2. I have been reminded that friendships are hard and sometimes hurtful...not necessarily in a bad way. Over the last month I have established a great friendship and am so thankful for that. Yet, sometimes, it's SOOO hard. Other friendships have changed or have taken on a totally different dynamic and that saddens me a great deal. Yet through all of these changes I know that God will bring people into my life and is always with me, even in the midst of difficult relationships.
3. Patience, in every sense of the word. There are situations in my life where all I can do is be patient and rely on Him. I guess that means to trust Him. Easier said than done most days.

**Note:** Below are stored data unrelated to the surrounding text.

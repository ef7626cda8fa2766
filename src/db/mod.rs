use chrono::{DateTime, SecondsFormat, SubsecRound, Utc};
use rusqlite::Error::FromSqlConversionFailure;
use rusqlite::types::Type;
use rusqlite::{Connection, ErrorCode, params};
use std::path::Path;
use std::sync::{Arc, Mutex, MutexGuard};

use crate::models::ShortLink;
use crate::shortener::{
    Allocator, DEFAULT_CONFLICT_RETRIES, DEFAULT_WORD_COUNT, LinkStore, StoreError, WordGenerator,
};

/// Config key: number of words in generated short paths.
pub const CONFIG_WORDS: &str = "words";
/// Config key: fresh allocation rounds after an insert-time conflict.
pub const CONFIG_CONFLICT_RETRIES: &str = "conflict_retries";

pub struct Database {
    conn: Connection,
}

fn query_err(e: rusqlite::Error) -> StoreError {
    StoreError::Unavailable(format!("query error: {e}"))
}

fn row_err(e: rusqlite::Error) -> StoreError {
    StoreError::Unavailable(format!("row error: {e}"))
}

impl Database {
    /// Open (or create) the database at the given path.
    pub fn open(path: &Path) -> Result<Self, StoreError> {
        let conn = Connection::open(path)
            .map_err(|e| StoreError::Unavailable(format!("failed to open database: {e}")))?;

        conn.execute_batch("PRAGMA journal_mode=WAL; PRAGMA busy_timeout=5000;")
            .map_err(|e| StoreError::Unavailable(format!("failed to set pragmas: {e}")))?;

        Ok(Database { conn })
    }

    /// Open a database that `wl init` has already created. A missing file is
    /// reported instead of being created empty.
    pub fn open_existing(path: &Path) -> Result<Self, StoreError> {
        if !path.exists() {
            return Err(StoreError::Unavailable(format!(
                "database not initialized at {} (run wl init)",
                path.display()
            )));
        }
        Self::open(path)
    }

    /// Open a private, schema-initialized database that lives only as long as the handle.
    pub fn open_in_memory() -> Result<Self, StoreError> {
        let conn = Connection::open_in_memory()
            .map_err(|e| StoreError::Unavailable(format!("failed to open database: {e}")))?;
        let db = Database { conn };
        db.migrate()?;
        Ok(db)
    }

    /// Create the schema tables if they don't exist, then run any pending version-gated migrations.
    pub fn migrate(&self) -> Result<(), StoreError> {
        self.conn
            .execute_batch(
                "
            CREATE TABLE IF NOT EXISTS config (
                key   TEXT PRIMARY KEY,
                value TEXT NOT NULL
            );

            CREATE TABLE IF NOT EXISTS links (
                id           INTEGER PRIMARY KEY AUTOINCREMENT,
                short_path   TEXT NOT NULL UNIQUE,
                original_url TEXT NOT NULL,
                created_at   TEXT NOT NULL
            );
            ",
            )
            .map_err(|e| StoreError::Unavailable(format!("migration failed: {e}")))?;

        // Fresh databases start at version 0.
        self.conn
            .execute(
                "INSERT OR IGNORE INTO config (key, value) VALUES ('schema_version', '0')",
                [],
            )
            .map_err(|e| StoreError::Unavailable(format!("failed to seed schema_version: {e}")))?;

        run_migrations(&self.conn)
    }

    // -- Config --

    pub fn set_config(&self, key: &str, value: &str) -> Result<(), StoreError> {
        self.conn
            .execute(
                "INSERT OR REPLACE INTO config (key, value) VALUES (?1, ?2)",
                params![key, value],
            )
            .map_err(|e| StoreError::Unavailable(format!("failed to set config: {e}")))?;
        Ok(())
    }

    pub fn get_config(&self, key: &str) -> Result<Option<String>, StoreError> {
        let mut stmt = self
            .conn
            .prepare("SELECT value FROM config WHERE key = ?1")
            .map_err(query_err)?;
        let mut rows = stmt
            .query_map(params![key], |row| row.get::<_, String>(0))
            .map_err(query_err)?;
        match rows.next() {
            Some(Ok(v)) => Ok(Some(v)),
            Some(Err(e)) => Err(query_err(e)),
            None => Ok(None),
        }
    }

    /// Read a numeric config value, falling back to `default` when unset.
    pub fn get_config_u32(&self, key: &str, default: u32) -> Result<u32, StoreError> {
        match self.get_config(key)? {
            Some(v) => v
                .parse::<u32>()
                .map_err(|e| StoreError::Unavailable(format!("invalid config value for {key}: {e}"))),
            None => Ok(default),
        }
    }

    // -- Links --

    pub fn link_exists(&self, short_path: &str) -> Result<bool, StoreError> {
        self.conn
            .query_row(
                "SELECT COUNT(*) FROM links WHERE short_path = ?1",
                params![short_path],
                |row| row.get::<_, i64>(0),
            )
            .map(|n| n > 0)
            .map_err(query_err)
    }

    /// Insert a link. A clash on `short_path` comes back as [`StoreError::Duplicate`].
    pub fn insert_link(&self, short_path: &str, original_url: &str) -> Result<ShortLink, StoreError> {
        // Fixed-width timestamps so `created_at` sorts lexically.
        let now = Utc::now().trunc_subsecs(6);
        let result = self.conn.execute(
            "INSERT INTO links (short_path, original_url, created_at) VALUES (?1, ?2, ?3)",
            params![
                short_path,
                original_url,
                now.to_rfc3339_opts(SecondsFormat::Micros, true)
            ],
        );

        match result {
            Ok(_) => Ok(ShortLink {
                id: self.conn.last_insert_rowid(),
                short_path: short_path.to_string(),
                original_url: original_url.to_string(),
                created_at: now,
            }),
            Err(rusqlite::Error::SqliteFailure(err, _))
                if err.code == ErrorCode::ConstraintViolation
                    && err.extended_code == rusqlite::ffi::SQLITE_CONSTRAINT_UNIQUE =>
            {
                Err(StoreError::Duplicate(short_path.to_string()))
            }
            Err(e) => Err(StoreError::Unavailable(format!("failed to insert link: {e}"))),
        }
    }

    pub fn get_link(&self, short_path: &str) -> Result<Option<ShortLink>, StoreError> {
        let mut stmt = self
            .conn
            .prepare(
                "SELECT id, short_path, original_url, created_at FROM links WHERE short_path = ?1",
            )
            .map_err(query_err)?;

        let mut rows = stmt
            .query_map(params![short_path], row_to_link)
            .map_err(query_err)?;

        match rows.next() {
            Some(Ok(link)) => Ok(Some(link)),
            Some(Err(e)) => Err(query_err(e)),
            None => Ok(None),
        }
    }

    /// Most recent links first; ties on `created_at` fall back to insertion order.
    pub fn list_links(&self, limit: u32) -> Result<Vec<ShortLink>, StoreError> {
        let mut stmt = self
            .conn
            .prepare(
                "SELECT id, short_path, original_url, created_at FROM links
                 ORDER BY created_at DESC, id DESC LIMIT ?1",
            )
            .map_err(query_err)?;

        let rows = stmt.query_map(params![limit], row_to_link).map_err(query_err)?;

        let mut links = Vec::new();
        for row in rows {
            links.push(row.map_err(row_err)?);
        }
        Ok(links)
    }

    pub fn link_count(&self) -> Result<i64, StoreError> {
        self.conn
            .query_row("SELECT COUNT(*) FROM links", [], |row| row.get(0))
            .map_err(query_err)
    }
}

/// Read the current schema version from the config table.
fn get_schema_version(conn: &Connection) -> Result<i32, StoreError> {
    let mut stmt = conn
        .prepare("SELECT value FROM config WHERE key = 'schema_version'")
        .map_err(|e| StoreError::Unavailable(format!("failed to read schema_version: {e}")))?;
    let mut rows = stmt
        .query_map([], |row| row.get::<_, String>(0))
        .map_err(|e| StoreError::Unavailable(format!("failed to query schema_version: {e}")))?;
    match rows.next() {
        Some(Ok(v)) => v
            .parse::<i32>()
            .map_err(|e| StoreError::Unavailable(format!("invalid schema_version value: {e}"))),
        Some(Err(e)) => Err(StoreError::Unavailable(format!(
            "failed to read schema_version row: {e}"
        ))),
        None => Ok(0),
    }
}

fn set_schema_version(conn: &Connection, version: i32) -> Result<(), StoreError> {
    conn.execute(
        "INSERT OR REPLACE INTO config (key, value) VALUES ('schema_version', ?1)",
        params![version.to_string()],
    )
    .map_err(|e| StoreError::Unavailable(format!("failed to set schema_version: {e}")))?;
    Ok(())
}

/// Run all pending schema migrations in order.
///
/// Version 0 is the baseline created by `migrate()`. Each later step is an
/// `if version < N` block that runs inside its own transaction.
fn run_migrations(conn: &Connection) -> Result<(), StoreError> {
    let version = get_schema_version(conn)?;

    if version < 1 {
        conn.execute_batch(
            "BEGIN;
             CREATE INDEX IF NOT EXISTS idx_links_created ON links(created_at);
             COMMIT;",
        )
        .map_err(|e| StoreError::Unavailable(format!("migration v1 failed: {e}")))?;
        set_schema_version(conn, 1)?;
    }

    Ok(())
}

fn row_to_link(row: &rusqlite::Row) -> rusqlite::Result<ShortLink> {
    let created_str: String = row.get(3)?;
    Ok(ShortLink {
        id: row.get(0)?,
        short_path: row.get(1)?,
        original_url: row.get(2)?,
        created_at: DateTime::parse_from_rfc3339(&created_str)
            .map(|dt| dt.with_timezone(&Utc))
            .map_err(|e| FromSqlConversionFailure(3, Type::Text, Box::new(e)))?,
    })
}

/// [`LinkStore`] over a shared SQLite connection.
///
/// Every call takes the lock on its own, so an `exists` followed by an
/// `insert` is two separate round-trips; uniqueness rests on the table's
/// `UNIQUE` constraint.
pub struct SqliteStore {
    db: Mutex<Database>,
}

impl SqliteStore {
    pub fn new(db: Database) -> Self {
        SqliteStore { db: Mutex::new(db) }
    }

    fn lock(&self) -> Result<MutexGuard<'_, Database>, StoreError> {
        self.db
            .lock()
            .map_err(|_| StoreError::Unavailable("database lock poisoned".to_string()))
    }
}

impl LinkStore for SqliteStore {
    fn exists(&self, short_path: &str) -> Result<bool, StoreError> {
        self.lock()?.link_exists(short_path)
    }

    fn insert(&self, short_path: &str, original_url: &str) -> Result<ShortLink, StoreError> {
        self.lock()?.insert_link(short_path, original_url)
    }

    fn get(&self, short_path: &str) -> Result<Option<ShortLink>, StoreError> {
        self.lock()?.get_link(short_path)
    }

    fn list(&self, limit: u32) -> Result<Vec<ShortLink>, StoreError> {
        self.lock()?.list_links(limit)
    }

    fn count(&self) -> Result<i64, StoreError> {
        self.lock()?.link_count()
    }
}

/// Build an allocator over `db` using the settings stored by `init`.
pub fn allocator_for(db: Database) -> Result<Allocator, StoreError> {
    let words = db.get_config_u32(CONFIG_WORDS, DEFAULT_WORD_COUNT as u32)?;
    let conflict_retries = db.get_config_u32(CONFIG_CONFLICT_RETRIES, DEFAULT_CONFLICT_RETRIES)?;
    let store = Arc::new(SqliteStore::new(db));
    let generator = Arc::new(WordGenerator::new(words as usize));
    Ok(Allocator::new(store, generator).with_conflict_retries(conflict_retries))
}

I just don't understand what He is up to. There's so much going on in my head and in my life that all I can do is keep my head above water one day at a time.
I am concerned too that my blog has become a place where I must filter everything I say and write because of all the people who read here. It's taking way to much effort to post something that doesn't offend people even if it's how I'm feeling or not. I wonder if I should just stop blogging. I do enjoy the comments from others, so I'm not quite sure.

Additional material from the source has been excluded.